New members and people who had just created new projects with StatCounter in the hours immediately prior to the outage temporarily “lost” their accounts/projects. This is because, since these projects were not on our last back-up, restoring the back-up did not “bring up” their projects. In this case, our advice is to generate a new project and re-install the StatCounter code on your site.

All other members lost about 3-5 hours of stats from approximately 11pm GMT on Saturday night. In addition members experienced difficulties reaching the StatCounter site and logging into their accounts.

As servers at The Planet come back online we continue to work to try to recover as many stats as possible to minimise the loss of information experienced.

Why doesn’t StatCounter have its own Data Center?
By outsourcing our server technology, we can keep costs down, minimize downtime and devote more resources to our members.
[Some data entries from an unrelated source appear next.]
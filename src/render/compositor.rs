//! The synchronous half of a render pass: scale, draw base, filter, draw text.

use image::imageops::{self, FilterType};
use image::{DynamicImage, RgbaImage};

use super::layout::{font_px, free_anchor, place_area, stroke_px};
use super::{ItemError, RenderSettings, RenderStatus, Scene};
use crate::error::{MemeforgeError, Result};
use crate::filter::apply_filters;
use crate::geometry::{CanvasGeometry, fit_canvas};
use crate::text::{FontRegistry, TextPaint, draw_text_block, wrap_text};
use crate::template::{TextStyle, TextTarget};

/// Output of [`compose`].
#[derive(Debug)]
pub struct Composition {
    pub canvas: RgbaImage,
    pub geometry: CanvasGeometry,
    pub item_errors: Vec<ItemError>,
}

/// Composite `base` and the scene's text onto a bounded canvas.
///
/// `logical_width` is the width text geometry refers to when `base` is not
/// the template's own image (a styled snapshot); `None` uses `base`'s width.
/// A `baked` base already carries filters and text, so only scaling runs.
pub fn compose(
    base: &DynamicImage,
    scene: &Scene,
    settings: &RenderSettings,
    fonts: &FontRegistry,
    logical_width: Option<u32>,
    baked: bool,
    generation: u64,
) -> Result<Composition> {
    let trace = |status: RenderStatus| tracing::debug!(generation, status = ?status, "render");

    trace(RenderStatus::Scaling);
    let (image_w, image_h) = (base.width(), base.height());
    let mut geometry = fit_canvas(image_w, image_h, settings.canvas.max_width, settings.canvas.max_height);
    if geometry.width == 0 || geometry.height == 0 {
        return Err(MemeforgeError::ImageLoad(format!(
            "Image has no pixels ({}x{})",
            image_w, image_h
        )));
    }
    if let Some(logical) = logical_width.filter(|w| *w > 0) {
        geometry.scale = geometry.width as f32 / logical as f32;
    }

    trace(RenderStatus::DrawingBase);
    let source = base.to_rgba8();
    let mut canvas = if source.dimensions() == (geometry.width, geometry.height) {
        source
    } else {
        imageops::resize(&source, geometry.width, geometry.height, FilterType::Triangle)
    };

    if !baked && !scene.filters.is_identity() {
        trace(RenderStatus::ApplyingFilters);
        apply_filters(
            &mut canvas,
            &scene.filters,
            geometry.width,
            geometry.height,
            settings.filter_engine,
        );
    }

    let mut item_errors = Vec::new();
    if !baked {
        trace(RenderStatus::DrawingText);
        draw_scene_text(&mut canvas, scene, settings, fonts, geometry, &mut item_errors);
    }

    Ok(Composition {
        canvas,
        geometry,
        item_errors,
    })
}

/// Draw area items in declared order, then freeform items.
///
/// A failing item is recorded and skipped; the rest still render.
pub fn draw_scene_text(
    canvas: &mut RgbaImage,
    scene: &Scene,
    settings: &RenderSettings,
    fonts: &FontRegistry,
    geometry: CanvasGeometry,
    item_errors: &mut Vec<ItemError>,
) {
    for area in &scene.areas {
        let Some(item) = scene.content.item(&area.id) else {
            continue;
        };
        if item.is_blank() {
            continue;
        }
        let Some((rect, anchor)) = place_area(area, &item.style, geometry, scene.source) else {
            continue;
        };

        let max_width = rect.width * settings.text.wrap_ratio;
        let result = draw_item(canvas, fonts, &item.text, &item.style, geometry.scale, Some(max_width), anchor, settings);
        if let Err(e) = result {
            record(item_errors, TextTarget::Area(area.id.clone()), e);
        }
    }

    for free in scene.content.free() {
        if free.text.trim().is_empty() {
            continue;
        }
        let anchor = free_anchor(free);
        let result = draw_item(canvas, fonts, &free.text, &free.style, 1.0, None, anchor, settings);
        if let Err(e) = result {
            record(item_errors, TextTarget::Free(free.id), e);
        }
    }
}

fn record(item_errors: &mut Vec<ItemError>, target: TextTarget, error: MemeforgeError) {
    tracing::warn!(item = %target, error = %error, "text item not rendered");
    item_errors.push(ItemError {
        target,
        message: error.to_string(),
    });
}

#[allow(clippy::too_many_arguments)]
fn draw_item(
    canvas: &mut RgbaImage,
    fonts: &FontRegistry,
    text: &str,
    style: &TextStyle,
    scale: f32,
    max_width: Option<f32>,
    anchor: (f32, f32),
    settings: &RenderSettings,
) -> Result<()> {
    let face = fonts.face(&style.font_family);
    let px = font_px(style, scale, &settings.text);

    let lines = match max_width {
        Some(max_width) => wrap_text(text, max_width, |s| face.measure(s, px))?,
        None => text.lines().map(str::to_string).collect(),
    };

    let paint = TextPaint {
        px,
        stroke_px: stroke_px(style, scale, &settings.text),
        line_height: px * settings.text.line_height,
        fill: style.color,
        stroke: style.stroke_color,
        align: style.align,
    };
    draw_text_block(canvas, face.as_ref(), &lines, anchor, &paint)
}

#[cfg(test)]
mod tests {
    use super::*;
    use crate::filter::FilterSettings;
    use crate::template::{AreaId, SourceKind, TextArea, TextContent, Template};
    use image::Rgba;

    fn gray(w: u32, h: u32) -> DynamicImage {
        DynamicImage::ImageRgba8(RgbaImage::from_pixel(w, h, Rgba([100, 100, 100, 255])))
    }

    fn scene(areas: Vec<TextArea>) -> Scene {
        let template = Template::with_source("t", "mem.png", areas, SourceKind::Native);
        Scene {
            content: TextContent::for_template(&template),
            areas: template.text_areas,
            source: template.source,
            filters: FilterSettings::default(),
        }
    }

    /// One full-canvas area; 48 px text keeps Spleen glyph edges crisp.
    fn text_scene(text: &str) -> Scene {
        let mut s = scene(vec![TextArea::new(0.0, 0.0, 400.0, 200.0).with_default_text(text)]);
        let style = TextStyle {
            font_size: 48.0,
            ..Default::default()
        };
        s.content.set_style(&AreaId::positional(0), style).unwrap();
        s
    }

    #[test]
    fn test_canvas_is_bounded() {
        let out = compose(&gray(1600, 900), &scene(vec![]), &RenderSettings::default(), &FontRegistry::new(), None, false, 1).unwrap();
        assert_eq!(out.canvas.dimensions(), (800, 450));
        assert_eq!(out.geometry.scale, 0.5);
    }

    #[test]
    fn test_blank_and_missing_items_skipped() {
        let areas = vec![TextArea::new(0.0, 0.0, 200.0, 100.0)];
        let out = compose(&gray(200, 100), &scene(areas), &RenderSettings::default(), &FontRegistry::new(), None, false, 1).unwrap();
        assert!(out.canvas.pixels().all(|p| *p == Rgba([100, 100, 100, 255])));
        assert!(out.item_errors.is_empty());
    }

    #[test]
    fn test_text_drawn_in_area() {
        let out = compose(&gray(400, 200), &text_scene("HI"), &RenderSettings::default(), &FontRegistry::new(), None, false, 1).unwrap();
        let white = out.canvas.pixels().filter(|p| **p == Rgba([255, 255, 255, 255])).count();
        let black = out.canvas.pixels().filter(|p| **p == Rgba([0, 0, 0, 255])).count();
        assert!(white > 0 && black > 0);
        // Text is centered: the corners stay untouched
        assert_eq!(*out.canvas.get_pixel(0, 0), Rgba([100, 100, 100, 255]));
        assert_eq!(*out.canvas.get_pixel(399, 199), Rgba([100, 100, 100, 255]));
    }

    #[test]
    fn test_skip_text_when_baked() {
        let out = compose(&gray(400, 200), &text_scene("HI"), &RenderSettings::default(), &FontRegistry::new(), None, true, 1).unwrap();
        assert!(out.canvas.pixels().all(|p| *p == Rgba([100, 100, 100, 255])));
    }

    #[test]
    fn test_logical_width_overrides_scale() {
        let out = compose(&gray(400, 200), &scene(vec![]), &RenderSettings::default(), &FontRegistry::new(), Some(800), true, 1).unwrap();
        assert_eq!(out.geometry.width, 400);
        assert_eq!(out.geometry.scale, 0.5);
    }

    #[test]
    fn test_filters_before_text() {
        let mut s = text_scene("HI");
        s.filters = FilterSettings::new(150.0, 100.0, 100.0);
        let out = compose(&gray(400, 200), &s, &RenderSettings::default(), &FontRegistry::new(), None, false, 1).unwrap();
        // Base brightened, text fill still pure white, not filtered further
        assert_eq!(*out.canvas.get_pixel(0, 0), Rgba([150, 150, 150, 255]));
        assert!(out.canvas.pixels().any(|p| *p == Rgba([0, 0, 0, 255])));
    }

    #[test]
    fn test_failing_item_does_not_block_others() {
        let mut s = scene(vec![
            TextArea::new(0.0, 0.0, 400.0, 100.0).with_default_text("HI"),
            TextArea::new(0.0, 100.0, 400.0, 100.0).with_default_text("LO"),
        ]);
        let ok = TextStyle {
            font_size: 48.0,
            ..Default::default()
        };
        let unmeasurable = TextStyle {
            font_size: f32::INFINITY,
            ..Default::default()
        };
        s.content.set_style(&AreaId::positional(0), ok).unwrap();
        s.content.set_style(&AreaId::positional(1), unmeasurable).unwrap();

        let out = compose(&gray(400, 200), &s, &RenderSettings::default(), &FontRegistry::new(), None, false, 1).unwrap();

        assert_eq!(out.item_errors.len(), 1);
        assert_eq!(out.item_errors[0].target, TextTarget::Area(AreaId::positional(1)));
        assert!(out.item_errors[0].message.starts_with("Measurement unavailable"));

        // First caption is on the canvas, the failed one left its area untouched
        let top_white = (0..100).any(|y| (0..400).any(|x| *out.canvas.get_pixel(x, y) == Rgba([255, 255, 255, 255])));
        assert!(top_white);
        let bottom_plain = (100..200).all(|y| (0..400).all(|x| *out.canvas.get_pixel(x, y) == Rgba([100, 100, 100, 255])));
        assert!(bottom_plain);
    }

    #[test]
    fn test_empty_image_fails() {
        let err = compose(&DynamicImage::new_rgba8(0, 0), &scene(vec![]), &RenderSettings::default(), &FontRegistry::new(), None, false, 1).unwrap_err();
        assert!(matches!(err, MemeforgeError::ImageLoad(_)));
    }
}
Why was StatCounter using The Planet?
StatCounter is powered by over 130 servers. These are located in a number of Data Centers in the United States and in Ireland and are spread among a number of hosting providers although our main hosting partner is The Planet.

We chose The Planet as our main hosting partner as they are the largest dedicated hosting service in the world and due to the apparent reliability of the service they provide.

We believed The Planet to be one of the most reliable and redundant data center providers in the world, particularly as they host servers in multiple centers in Houston and Dallas.

From The Planet website:
With multiple state-of-the art data centers located in Dallas and Houston, Texas, The Planet provides On Demand IT Infrastructure backed by complete redundancy in power, HVAC, fire suppression, network connectivity, and security. So if any of our data centers experiences a disruption for any reason, your eggs (or servers) are never in one basket.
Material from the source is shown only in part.